*
The nightclub was called The Miami and the man was Hammer Coller; both the club and the man were damp and sticky in their symbiotic relationship although it was Hammer more so: there was beer down his shirtfront and perspiration matting his hair. He was a large, heavily muscled, overly intoxicated ex-boxer who seemed to be perpetually underestimating his own strength, lifting his glass too high for his mouth.
The effects of his thirty three years of life were largely hidden beneath his thick black beard though his nose, flat and wide, appeared to have been sculpted by a boxing glove. He leaned back against the bar and drank some more, spilling about as much onto the floor and it was barely an instant before his mouth was free to talk again.
‘There I was,’ he marveled, ‘wasting away in the slammer, thinking life had passed me by, destined to be forgotten, but now look at me, in my second week of parole, drinking it up with a star of the newspapers.’

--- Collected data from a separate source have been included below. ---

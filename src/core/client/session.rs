//! Session header injection and the reqwest-backed [`Transport`] implementation.

use super::constants::API_KEY_PARAM;
use crate::core::{BoxFuture, PayloadEncoding, PeopleError, Transport, net};
use crate::lookup::ResolvedRequest;
use reqwest::header::{HeaderMap, HeaderName, HeaderValue};
use url::Url;

pub(super) fn session_headers(pairs: &[(String, String)]) -> Result<HeaderMap, PeopleError> {
    let mut map = HeaderMap::with_capacity(pairs.len());
    for (name, value) in pairs {
        let name = HeaderName::from_bytes(name.as_bytes())
            .map_err(|e| PeopleError::InvalidParams(format!("invalid header name `{name}`: {e}")))?;
        let mut value = HeaderValue::from_str(value)
            .map_err(|e| PeopleError::InvalidParams(format!("invalid value for header `{name}`: {e}")))?;
        value.set_sensitive(true);
        map.append(name, value);
    }
    Ok(map)
}

impl super::PeopleClient {
    pub(crate) fn request_url(&self, req: &ResolvedRequest) -> Result<Url, PeopleError> {
        // Endpoint paths are resolved under the base path, so a proxy prefix survives.
        let mut base = self.base_url().clone();
        if !base.path().ends_with('/') {
            let dir = format!("{}/", base.path());
            base.set_path(&dir);
        }
        let mut url = base.join(req.endpoint().path.trim_start_matches('/'))?;
        {
            let mut qp = url.query_pairs_mut();
            if req.endpoint().payload == PayloadEncoding::None {
                for (k, v) in req.query_pairs() {
                    qp.append_pair(&k, &v);
                }
            }
            if let Some(key) = self.api_key() {
                qp.append_pair(API_KEY_PARAM, key);
            }
        }
        Ok(url)
    }

    async fn execute(&self, req: &ResolvedRequest) -> Result<String, PeopleError> {
        let url = self.request_url(req)?;
        let endpoint = req.endpoint();

        if std::env::var("PP_DEBUG").ok().as_deref() == Some("1") {
            eprintln!("PP_DEBUG: {:?} {} ({})", endpoint.verb, url.path(), endpoint.name);
        }

        let mut builder = self
            .http()
            .request(endpoint.verb.as_method(), url.clone())
            .header("accept", "application/json");
        builder = match endpoint.payload {
            PayloadEncoding::None => builder,
            PayloadEncoding::Json => builder.json(req.params()),
            PayloadEncoding::Form => builder.form(&req.query_pairs()),
        };

        let resp = builder.send().await?;
        let status = resp.status();
        let body = net::get_text(resp, endpoint.name, req.identifier().unwrap_or("unknown"), "json")
            .await?;

        if !status.is_success() {
            return Err(net::status_error(status.as_u16(), url.as_str()));
        }
        Ok(body)
    }
}

impl Transport for super::PeopleClient {
    fn send<'a>(&'a self, req: &'a ResolvedRequest) -> BoxFuture<'a, Result<String, PeopleError>> {
        Box::pin(self.execute(req))
    }
}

Hammer grinned with his broken teeth. ‘From the sports page, to the society columns, to the crime blotter, I only hope that is not my life in a nutshell.’ He turned to Stacey, sitting beside Hope and looked her up and down. ‘Well, just the first lap at least.’ He hauled himself off his stool. ‘Now, if you’ll excuse me, I want to go fight some brute uglier than myself. It will take my mind off being an ugly brute.’
‘You sure that’s a good idea?’ said Hope. ‘Your parole officer won’t like it.’

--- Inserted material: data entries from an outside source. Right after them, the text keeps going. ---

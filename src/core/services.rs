use crate::core::PeopleError;
use crate::lookup::ResolvedRequest;
use crate::person::Person;

/// A boxed, sendable future borrowed for `'a`.
pub type BoxFuture<'a, T> = std::pin::Pin<Box<dyn std::future::Future<Output = T> + Send + 'a>>;

/// A trait for anything that can carry a resolved request to the people-pa API.
///
/// The transport owns the connection pool, TLS and the injection of session
/// credentials. It is shared by reference across concurrent lookups, so it is
/// only ever invoked, never mutated. It is implemented by [`PeopleClient`](crate::PeopleClient).
pub trait Transport: Send + Sync {
    /// Sends one request and returns the raw response body.
    ///
    /// # Errors
    ///
    /// Returns a `PeopleError` on network failure or a non-2xx status.
    fn send<'a>(&'a self, req: &'a ResolvedRequest) -> BoxFuture<'a, Result<String, PeopleError>>;
}

/// A trait for services that turn a raw profile payload into a [`Person`].
///
/// Implementations may issue further requests through the supplied transport
/// to enrich the entity. Each call produces a fresh, unshared `Person`.
pub trait PersonScraper: Send + Sync {
    /// Builds a person from the payload extracted out of a lookup response.
    ///
    /// # Errors
    ///
    /// Returns a `PeopleError` if the payload cannot be interpreted or an
    /// enrichment request fails.
    fn scrape<'a>(
        &'a self,
        transport: &'a dyn Transport,
        payload: serde_json::Value,
    ) -> BoxFuture<'a, Result<Person, PeopleError>>;
}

Hammer shrugged dismissively. ‘The one thing I’ve learnt is that life should always hurt. The suckers in the slammer who don’t make it are the ones who go numb. Same goes for the suckers on the outside. They come to places like this trying to bring numbness to their numbness but what they really need is a good sorting out.’ He slammed his glass down on the bar top and grinned some more. ‘Besides, the penal system should’ve known what to expect when it let me out, ‘cause it wasn’t for a lack of fighting. Join in if you like. There are plenty of mugs in a New York bar that would look just fine at the end of a fist.’

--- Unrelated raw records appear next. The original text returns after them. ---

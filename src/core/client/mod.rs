//! Public client surface + builder.
//! Internals are split into `session` (header/key injection + transport) and `constants` (UA + defaults).

mod constants;
mod session;

use crate::core::{PeopleError, PersonScraper};
use crate::person::PayloadScraper;
use crate::templates::TemplateRegistry;
use constants::{DEFAULT_BASE_URL, USER_AGENT};
use reqwest::Client;
use std::sync::Arc;
use std::time::Duration;
use url::Url;

/// An async client for the people-pa API.
///
/// The client is cheap to clone; clones share the connection pool, the template
/// registry and the scraper. It implements [`Transport`](crate::Transport), so it can
/// be handed to [`lookup`](crate::lookup::lookup) and [`bulk_lookup`](crate::lookup::bulk_lookup)
/// directly.
#[derive(Clone)]
pub struct PeopleClient {
    http: Client,
    base_url: Url,
    api_key: Option<String>,
    templates: Arc<TemplateRegistry>,
    scraper: Arc<dyn PersonScraper>,
    concurrency: Option<usize>,
}

impl std::fmt::Debug for PeopleClient {
    fn fmt(&self, f: &mut std::fmt::Formatter<'_>) -> std::fmt::Result {
        f.debug_struct("PeopleClient")
            .field("base_url", &self.base_url.as_str())
            .field("api_key", &self.api_key.as_ref().map(|_| "<redacted>"))
            .field("concurrency", &self.concurrency)
            .finish_non_exhaustive()
    }
}

impl PeopleClient {
    /// Create a new builder.
    pub fn builder() -> PeopleClientBuilder {
        PeopleClientBuilder::default()
    }

    /* -------- internal getters used by other modules -------- */

    pub(crate) fn http(&self) -> &Client {
        &self.http
    }
    pub(crate) fn base_url(&self) -> &Url {
        &self.base_url
    }
    pub(crate) fn api_key(&self) -> Option<&str> {
        self.api_key.as_deref()
    }

    /// The template registry requests are composed from.
    pub fn templates(&self) -> &TemplateRegistry {
        &self.templates
    }

    /// The scraper turning raw payloads into persons.
    pub fn scraper(&self) -> &dyn PersonScraper {
        self.scraper.as_ref()
    }

    /// The default bulk concurrency limit. `None` dispatches every identifier at once.
    pub fn concurrency(&self) -> Option<usize> {
        self.concurrency
    }
}

/* ----------------------- Builder ----------------------- */

/// Builder for [`PeopleClient`].
#[derive(Default)]
pub struct PeopleClientBuilder {
    user_agent: Option<String>,
    base_url: Option<Url>,
    api_key: Option<String>,
    headers: Vec<(String, String)>,

    timeout: Option<Duration>,
    connect_timeout: Option<Duration>,

    templates: Option<TemplateRegistry>,
    scraper: Option<Arc<dyn PersonScraper>>,
    concurrency: Option<usize>,
}

impl PeopleClientBuilder {
    /// Override the User-Agent.
    #[must_use]
    pub fn user_agent(mut self, ua: impl Into<String>) -> Self {
        self.user_agent = Some(ua.into());
        self
    }

    /// Override the API base (e.g., `https://people-pa.clients6.google.com`).
    ///
    /// A path on the base is kept as a prefix: with `https://host/peoplepa`, email
    /// lookups go to `https://host/peoplepa/v2/people/lookup`.
    #[must_use]
    pub fn base_url(mut self, url: Url) -> Self {
        self.base_url = Some(url);
        self
    }

    /// API key appended to every request as the `key` query parameter.
    #[must_use]
    pub fn api_key(mut self, key: impl Into<String>) -> Self {
        self.api_key = Some(key.into());
        self
    }

    /// Add a session header sent with every request (e.g. `Authorization`, `Cookie`).
    ///
    /// Header values are treated as opaque credentials and marked sensitive.
    #[must_use]
    pub fn header(mut self, name: impl Into<String>, value: impl Into<String>) -> Self {
        self.headers.push((name.into(), value.into()));
        self
    }

    /// Set a global request timeout (overall). Default: none.
    #[must_use]
    pub fn timeout(mut self, dur: Duration) -> Self {
        self.timeout = Some(dur);
        self
    }

    /// Set a connect timeout. Default: none.
    #[must_use]
    pub fn connect_timeout(mut self, dur: Duration) -> Self {
        self.connect_timeout = Some(dur);
        self
    }

    /// Replace the built-in detail-level templates.
    #[must_use]
    pub fn templates(mut self, templates: TemplateRegistry) -> Self {
        self.templates = Some(templates);
        self
    }

    /// Replace the default [`PayloadScraper`].
    #[must_use]
    pub fn scraper(mut self, scraper: impl PersonScraper + 'static) -> Self {
        self.scraper = Some(Arc::new(scraper));
        self
    }

    /// Bound the number of lookups a bulk call keeps in flight.
    /// If not set, every identifier is dispatched at once.
    #[must_use]
    pub fn concurrency(mut self, limit: usize) -> Self {
        self.concurrency = Some(limit);
        self
    }

    /// Build the client.
    ///
    /// # Errors
    ///
    /// Returns an error if the default base URL cannot be parsed, a session header
    /// is invalid, the concurrency limit is zero, or the HTTP client fails to build.
    pub fn build(self) -> Result<PeopleClient, PeopleError> {
        let base_url = match self.base_url {
            Some(u) => u,
            None => Url::parse(DEFAULT_BASE_URL)?,
        };

        if self.concurrency == Some(0) {
            return Err(PeopleError::InvalidParams(
                "concurrency limit must be at least 1".into(),
            ));
        }

        let mut httpb = reqwest::Client::builder()
            .user_agent(self.user_agent.as_deref().unwrap_or(USER_AGENT))
            .default_headers(session::session_headers(&self.headers)?);

        if let Some(t) = self.timeout {
            httpb = httpb.timeout(t);
        }
        if let Some(ct) = self.connect_timeout {
            httpb = httpb.connect_timeout(ct);
        }

        let http = httpb.build()?;

        Ok(PeopleClient {
            http,
            base_url,
            api_key: self.api_key,
            templates: Arc::new(self.templates.unwrap_or_default()),
            scraper: self
                .scraper
                .unwrap_or_else(|| Arc::new(PayloadScraper) as Arc<dyn PersonScraper>),
            concurrency: self.concurrency,
        })
    }
}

Hammer stood his ground, arguing some point or another before finally withdrawing back to the bar. Hope and Stacey had remained there, watching events unfold.
‘He should have just let me do it,’ Hammer grumbled. ‘I wouldn’t have hurt him too bad. Would have done him some good.’
Hope had bought him another beer and slid it across the bar-top. ‘Seems like you’re ready to get back into the fight game.’